Safe and effective abortion methods
Professor Emeritus Marc Bygdeman has been awarded The Grand Silver Medal for outstanding contributions to research, education and healthcare and for significant involvement in the World Health Organisation’s work in fertility and family planning.
He has dedicated his entire professional life to developing safer and more effective methods of abortion. During this time he has also worked unstintingly for the introduction and defence of the current abortion legislation. Under Professor Bygdeman’s leadership, research at Karolinska Institutet’s WHO centre has resulted in development of the medically-induced abortion, which today is well-established and is preferred by more than 90 percent of Swedish women as it minimizes the risks compared with surgical intervention.
Every year, about 50,000 women around the world die as the result of unsafe abortions. Effective, safe and accepted abortion methods are essential for reproductive health. Changed abortion methods, which are more accessible, accepted and safe, thus have enormous importance for women’s health.
The medicine which has saved the lives of half a million children
Associate Professor Tore Curstedt at the Department of Molecular Medicine and Surgery at Karolinska Institutet has been awarded the Grand Silver Medal for the work he and his colleague Bengt Robertson, who died in 2008, have done on their innovative treatment for preterm babies with respiratory distress syndrome (RDS).
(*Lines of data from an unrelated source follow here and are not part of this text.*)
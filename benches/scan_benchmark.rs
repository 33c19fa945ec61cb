// Performance benchmarks for PI-Sentinel
use criterion::{criterion_group, criterion_main, BenchmarkId, Criterion};
use pi_sentinel::context::ContextValidator;
use pi_sentinel::pipeline::{FileExecutor, WorkerPool};
use pi_sentinel::risk::RiskScorer;
use pi_sentinel::{default_detectors, default_validators, CancelToken, FileJob, FileRecord};
use std::hint::black_box;
use std::path::PathBuf;
use std::sync::Arc;

const SMALL_FILE: &str = "package billing\n\nconst customerTFN = \"123456782\"\nvar abn = \"33051775556\"\nbsb := \"062-000\"\ncontact := \"jane.citizen@example.com.au\"\n";

fn job(index: usize, content: &str) -> FileJob {
    let path = PathBuf::from(format!("src/file_{}.go", index));
    FileJob {
        path: path.clone(),
        content: content.to_string(),
        record: FileRecord {
            path,
            size: content.len() as u64,
            is_binary: false,
            is_hidden: false,
        },
    }
}

fn executor() -> Arc<FileExecutor> {
    let validators = Arc::new(default_validators());
    Arc::new(FileExecutor::new(
        default_detectors(&validators),
        ContextValidator::new(),
        RiskScorer::default(),
    ))
}

/// Benchmark: single-file pipeline throughput (detectors + context + risk)
fn bench_single_file_pipeline(c: &mut Criterion) {
    let exec = executor();
    let cancel = CancelToken::new();
    let sample = job(0, SMALL_FILE);

    c.bench_function("single_file_pipeline", |b| {
        b.iter(|| {
            let result = exec.process(black_box(&sample), &cancel);
            black_box(result);
        });
    });
}

/// Benchmark: individual detectors on a representative file
fn bench_detector_performance(c: &mut Criterion) {
    let mut group = c.benchmark_group("detector_performance");

    let validators = Arc::new(default_validators());
    let detectors = default_detectors(&validators);

    for name in ["tfn", "abn", "medicare", "email", "credit_card"] {
        if let Some(detector) = detectors.iter().find(|d| d.name() == name) {
            group.bench_with_input(BenchmarkId::new("detector", name), &SMALL_FILE, |b, text| {
                b.iter(|| {
                    let findings = detector.detect(black_box(text), "bench.go");
                    black_box(findings);
                });
            });
        }
    }

    group.finish();
}

/// Benchmark: worker pool fan-out over batches of small files
fn bench_worker_pool_batches(c: &mut Criterion) {
    let mut group = c.benchmark_group("worker_pool");
    group.sample_size(10);

    for count in [100usize, 1000] {
        group.bench_with_input(BenchmarkId::from_parameter(count), &count, |b, &count| {
            b.iter(|| {
                let jobs: Vec<FileJob> = (0..count).map(|i| job(i, SMALL_FILE)).collect();
                let pool = WorkerPool::new(executor(), num_cpus::get(), 64);
                let results = pool.process_batch(jobs, &CancelToken::new()).unwrap();
                black_box(results);
            });
        });
    }

    group.finish();
}

criterion_group!(
    benches,
    bench_single_file_pipeline,
    bench_detector_performance,
    bench_worker_pool_batches
);
criterion_main!(benches);
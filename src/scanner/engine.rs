/// Scan coordination: discovery, job construction, fan-out, aggregation
///
/// Owns a single repository scan end to end. File bytes are read here,
/// not in workers; workers receive already-loaded buffers. Per-file
/// failures accumulate into the result's error list and never abort the
/// scan; a missing root or unwritable output path is fatal.
use crate::config::Config;
use crate::context::ContextValidator;
use crate::core::{CancelToken, FileJob, RepositoryInfo, ScanResult, ScanSummary, CANCELLED};
use crate::detectors::secrets::SecretsDetector;
use crate::discovery::{DiscoveryError, Walker};
use crate::pipeline::{FileExecutor, WorkerPool};
use crate::risk::{CoOccurrencePolicy, EnvMultipliers, RiskScorer, RiskThresholds};
use crate::{default_detectors, default_validators};
use anyhow::{Context, Result};
use chrono::Utc;
use indicatif::{ProgressBar, ProgressStyle};
use log::{info, warn};
use std::fs;
use std::path::Path;
use std::sync::Arc;
use std::time::Instant;

pub struct ScanCoordinator {
    config: Arc<Config>,
    cancel: CancelToken,
    show_progress: bool,
}

impl ScanCoordinator {
    pub fn new(config: Arc<Config>) -> Self {
        Self {
            config,
            cancel: CancelToken::new(),
            show_progress: true,
        }
    }

    pub fn show_progress(mut self, show: bool) -> Self {
        self.show_progress = show;
        self
    }

    /// Token observed by discovery, submission, and every worker
    pub fn cancel_token(&self) -> CancelToken {
        self.cancel.clone()
    }

    fn build_scorer(&self) -> RiskScorer {
        let risk = &self.config.risk;
        RiskScorer::new(
            RiskThresholds {
                critical: risk.thresholds.critical,
                high: risk.thresholds.high,
                medium: risk.thresholds.medium,
                low: risk.thresholds.low,
            },
            EnvMultipliers {
                production: risk.multipliers.production,
                staging: risk.multipliers.staging,
                development: risk.multipliers.development,
                test: risk.multipliers.test,
            },
            CoOccurrencePolicy {
                enabled: risk.co_occurrence.enabled,
                proximity_columns: risk.co_occurrence.proximity_window,
                proximity_lines: self.config.scanner.proximity_distance,
                min_occurrences: risk.co_occurrence.min_occurrences,
            },
        )
    }

    fn build_executor(&self) -> Result<Arc<FileExecutor>> {
        let validators = Arc::new(default_validators());
        let mut detectors = default_detectors(&validators);

        // Per-type tuning: a disabled validator key switches the matching
        // detector off entirely
        let tuning = &self.config.scanner.validators;
        detectors.retain(|d| tuning.get(d.name()).map(|t| t.enabled).unwrap_or(true));

        let secrets = match self.config.scanner.secrets_rules {
            Some(ref path) => SecretsDetector::from_file(path, Arc::clone(&validators))
                .with_context(|| format!("Failed to load secrets rules: {}", path.display()))?,
            None => SecretsDetector::builtin(Arc::clone(&validators)),
        };
        detectors.push(Arc::new(secrets));

        let executor = FileExecutor::new(detectors, ContextValidator::new(), self.build_scorer())
            .exclude_paths(&self.config.scanner.exclude_paths)
            .max_file_size(self.config.scanner.max_file_size);

        Ok(Arc::new(executor))
    }

    /// Run one scan over a local working tree
    pub fn scan(&self, mut repository: RepositoryInfo, root: &Path) -> Result<ScanResult> {
        let scan_started = Utc::now();
        let timer = Instant::now();
        let mut errors: Vec<String> = Vec::new();

        info!("scanning {}", root.display());

        let walker = Walker::new(root)
            .file_types(&self.config.scanner.file_types)?
            .exclude_paths(&self.config.scanner.exclude_paths)?
            .max_file_size(self.config.scanner.max_file_size)
            .exclude_binary(true);

        let records = match walker.walk(&self.cancel) {
            Ok(records) => records,
            Err(DiscoveryError::Cancelled) => Vec::new(),
            Err(err) => return Err(err.into()),
        };

        let total_files = records.len();
        let total_size: u64 = records.iter().map(|r| r.size).sum();
        info!("discovered {} candidate files", total_files);

        // Read bytes in the coordinator; workers get loaded buffers
        let mut jobs = Vec::with_capacity(records.len());
        let mut skipped_files = 0usize;

        for record in records {
            if self.cancel.is_cancelled() {
                break;
            }

            if record.is_binary {
                skipped_files += 1;
                continue;
            }

            let absolute = root.join(&record.path);
            match fs::read(&absolute) {
                Ok(bytes) => {
                    let content = String::from_utf8_lossy(&bytes).into_owned();
                    jobs.push(FileJob {
                        path: record.path.clone(),
                        content,
                        record,
                    });
                }
                Err(err) => {
                    warn!("cannot read {}: {}", record.path.display(), err);
                    errors.push(format!("{}: {}", record.path.display(), err));
                    skipped_files += 1;
                }
            }
        }

        let workers = self.config.scanner.workers;
        let capacity = (workers * 16).max(64);
        let executor = self.build_executor()?;
        let mut pool = WorkerPool::new(executor, workers, capacity);
        pool.start(self.cancel.clone()).context("worker pool failed")?;

        let progress = if self.show_progress && !jobs.is_empty() {
            let pb = ProgressBar::new(jobs.len() as u64);
            pb.set_style(
                ProgressStyle::default_bar()
                    .template(
                        "{spinner:.green} [{elapsed_precise}] [{bar:40.cyan/blue}] {pos}/{len} files ({per_sec})",
                    )
                    .unwrap()
                    .progress_chars("█▓▒░  "),
            );
            Some(pb)
        } else {
            None
        };

        let job_count = jobs.len();

        // Drain results concurrently so submission never deadlocks on a
        // full result queue
        let result_rx = pool.results().clone();
        let drain_progress = progress.clone();
        let drainer = std::thread::spawn(move || {
            let mut collected = Vec::with_capacity(job_count);
            while let Ok(result) = result_rx.recv() {
                if let Some(ref pb) = drain_progress {
                    pb.inc(1);
                }
                collected.push(result);
            }
            collected
        });

        for job in jobs {
            if self.cancel.is_cancelled() {
                break;
            }
            if pool.submit(job).is_err() {
                break;
            }
        }
        pool.close();
        pool.join();

        let results = drainer
            .join()
            .map_err(|_| anyhow::anyhow!("result drain thread panicked"))?;

        if let Some(ref pb) = progress {
            pb.finish_and_clear();
        }

        let scanned_files = results.iter().filter(|r| r.error.is_none()).count();
        let mut findings = Vec::new();
        let mut processing_time_ns = 0u64;

        for result in &results {
            processing_time_ns += result.stats.processing_time_ns;
            if let Some(ref err) = result.error {
                if err != CANCELLED {
                    errors.push(format!("{}: {}", result.path.display(), err));
                    skipped_files += 1;
                }
            }
        }
        for result in results {
            findings.extend(result.findings);
        }

        // Deterministic artefact ordering across the unordered result stream
        findings.sort_by(|a, b| {
            (a.file.as_str(), a.line, a.column).cmp(&(b.file.as_str(), b.line, b.column))
        });

        if self.cancel.is_cancelled() {
            errors.push(CANCELLED.to_string());
            info!(
                "scan cancelled: {}/{} files completed",
                scanned_files, job_count
            );
        }

        let scan_finished = Utc::now();
        repository.file_count = total_files;
        repository.size = total_size;

        let mut result = ScanResult {
            repository,
            scan_started,
            scan_finished,
            duration: timer.elapsed().as_nanos() as u64,
            files_scanned: scanned_files,
            findings,
            stats: ScanSummary {
                total_files,
                scanned_files,
                skipped_files,
                total_size,
                total_findings: 0,
                findings_by_type: Default::default(),
                findings_by_risk: Default::default(),
                processing_time_ns,
            },
            errors,
            error: None,
        };
        result.rebuild_summary();

        info!(
            "scan finished: {} findings across {} files",
            result.stats.total_findings, result.files_scanned
        );

        Ok(result)
    }

    /// Serialise a scan result as JSON to the given path
    pub fn write_results(result: &ScanResult, path: &Path) -> Result<()> {
        let json = serde_json::to_string_pretty(result).context("Failed to serialise results")?;
        fs::write(path, json)
            .with_context(|| format!("Failed to write results to {}", path.display()))?;
        Ok(())
    }
}
/// SARIF 2.1.0 renderer for code-scanning integrations
use crate::core::{RiskLevel, ScanResult};
use crate::reporter::mask_finding;
use anyhow::{Context, Result};
use serde_json::json;
use std::collections::BTreeSet;
use std::path::Path;

pub struct SarifReporter;

impl SarifReporter {
    pub fn new() -> Self {
        Self
    }

    fn sarif_level(level: RiskLevel) -> &'static str {
        match level {
            RiskLevel::Critical | RiskLevel::High => "error",
            RiskLevel::Medium => "warning",
            RiskLevel::Low => "note",
        }
    }

    /// Render to a SARIF JSON string
    pub fn render(&self, result: &ScanResult) -> Result<String> {
        let rule_ids: BTreeSet<String> =
            result.findings.iter().map(|f| f.pi_type.tag()).collect();

        let rules: Vec<_> = rule_ids
            .iter()
            .map(|id| {
                json!({
                    "id": id,
                    "name": id,
                    "shortDescription": { "text": format!("{} detected in source", id) },
                })
            })
            .collect();

        let results: Vec<_> = result
            .findings
            .iter()
            .map(|f| {
                json!({
                    "ruleId": f.pi_type.tag(),
                    "level": Self::sarif_level(f.risk_level),
                    "message": {
                        "text": format!(
                            "{} {} found by {} (validated: {})",
                            f.pi_type.tag(),
                            mask_finding(f),
                            f.detector_name,
                            f.validated
                        )
                    },
                    "locations": [{
                        "physicalLocation": {
                            "artifactLocation": { "uri": f.file },
                            "region": {
                                "startLine": f.line,
                                "startColumn": f.column,
                            }
                        }
                    }],
                    "properties": {
                        "confidence": f.confidence,
                        "contextModifier": f.context_modifier,
                        "riskLevel": f.risk_level.to_string(),
                    }
                })
            })
            .collect();

        let sarif = json!({
            "$schema": "https://raw.githubusercontent.com/oasis-tcs/sarif-spec/master/Schemata/sarif-schema-2.1.0.json",
            "version": "2.1.0",
            "runs": [{
                "tool": {
                    "driver": {
                        "name": "pi-sentinel",
                        "version": env!("CARGO_PKG_VERSION"),
                        "informationUri": "https://github.com/pi-sentinel/pi-sentinel",
                        "rules": rules,
                    }
                },
                "results": results,
            }]
        });

        serde_json::to_string_pretty(&sarif).context("Failed to serialise SARIF")
    }

    /// Render to a file
    pub fn write_to_file(&self, result: &ScanResult, path: &Path) -> Result<()> {
        let sarif = self.render(result)?;
        std::fs::write(path, sarif)
            .with_context(|| format!("Failed to write SARIF to {}", path.display()))?;
        Ok(())
    }
}

impl Default for SarifReporter {
    fn default() -> Self {
        Self::new()
    }
}

#[cfg(test)]
mod tests {
    use super::*;
    use crate::core::{Finding, PIType, RepositoryInfo, ScanSummary};
    use chrono::Utc;

    fn sample_result() -> ScanResult {
        let finding = Finding {
            pi_type: PIType::Medicare,
            matched: "2123456701".to_string(),
            file: "src/patient.go".to_string(),
            line: 7,
            column: 5,
            context_before: String::new(),
            context_after: String::new(),
            confidence: 0.95,
            context_modifier: 1.0,
            risk_level: RiskLevel::Critical,
            validated: true,
            validation_error: String::new(),
            detected_at: Utc::now(),
            detector_name: "medicare".to_string(),
            start_byte: 0,
            end_byte: 10,
        };

        let mut result = ScanResult {
            repository: RepositoryInfo::default(),
            scan_started: Utc::now(),
            scan_finished: Utc::now(),
            duration: 1,
            files_scanned: 1,
            findings: vec![finding],
            stats: ScanSummary::default(),
            errors: Vec::new(),
            error: None,
        };
        result.rebuild_summary();
        result
    }

    #[test]
    fn test_sarif_structure() {
        let sarif = SarifReporter::new().render(&sample_result()).unwrap();
        let parsed: serde_json::Value = serde_json::from_str(&sarif).unwrap();

        assert_eq!(parsed["version"], "2.1.0");
        assert_eq!(parsed["runs"][0]["tool"]["driver"]["name"], "pi-sentinel");

        let results = parsed["runs"][0]["results"].as_array().unwrap();
        assert_eq!(results.len(), 1);
        assert_eq!(results[0]["ruleId"], "MEDICARE");
        assert_eq!(results[0]["level"], "error");
        assert_eq!(
            results[0]["locations"][0]["physicalLocation"]["region"]["startLine"],
            7
        );
    }

    #[test]
    fn test_sarif_masks_matches() {
        let sarif = SarifReporter::new().render(&sample_result()).unwrap();
        assert!(!sarif.contains("2123456701"));
    }
}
RDS has been the leading cause of death among preterm babies for decades.
It has been known since the 1950s that premature babies die due to the lack of surfactant, the substance which surrounds the inside of the lung alveoli. Attempts to synthesize the substance started in the 1960s, but these failed. However, when Pathologist Bengt Robertson and Clinical Chemist Tore Curstedt joined forces, they managed to extract the active ingredients from porcine lungs and develop a drug, Curosurf, which is used in more than 90 countries and is estimated to have saved more than half a million preterm babies.
Tore Curstedt has together with a colleague also developed a synthetic surfactant which is in clinical trials in United States and Europe. Unlike Curosurf the synthetic drug can be produced in large amounts and enables future treatment of adults suffering of lung diseases associated with inactive surfactant. He has received the Stockholm County Council Prize for Breakthrough in Clinical Research and His Majesty The King´s Gold Medal of the 12th size on a blue ribbon.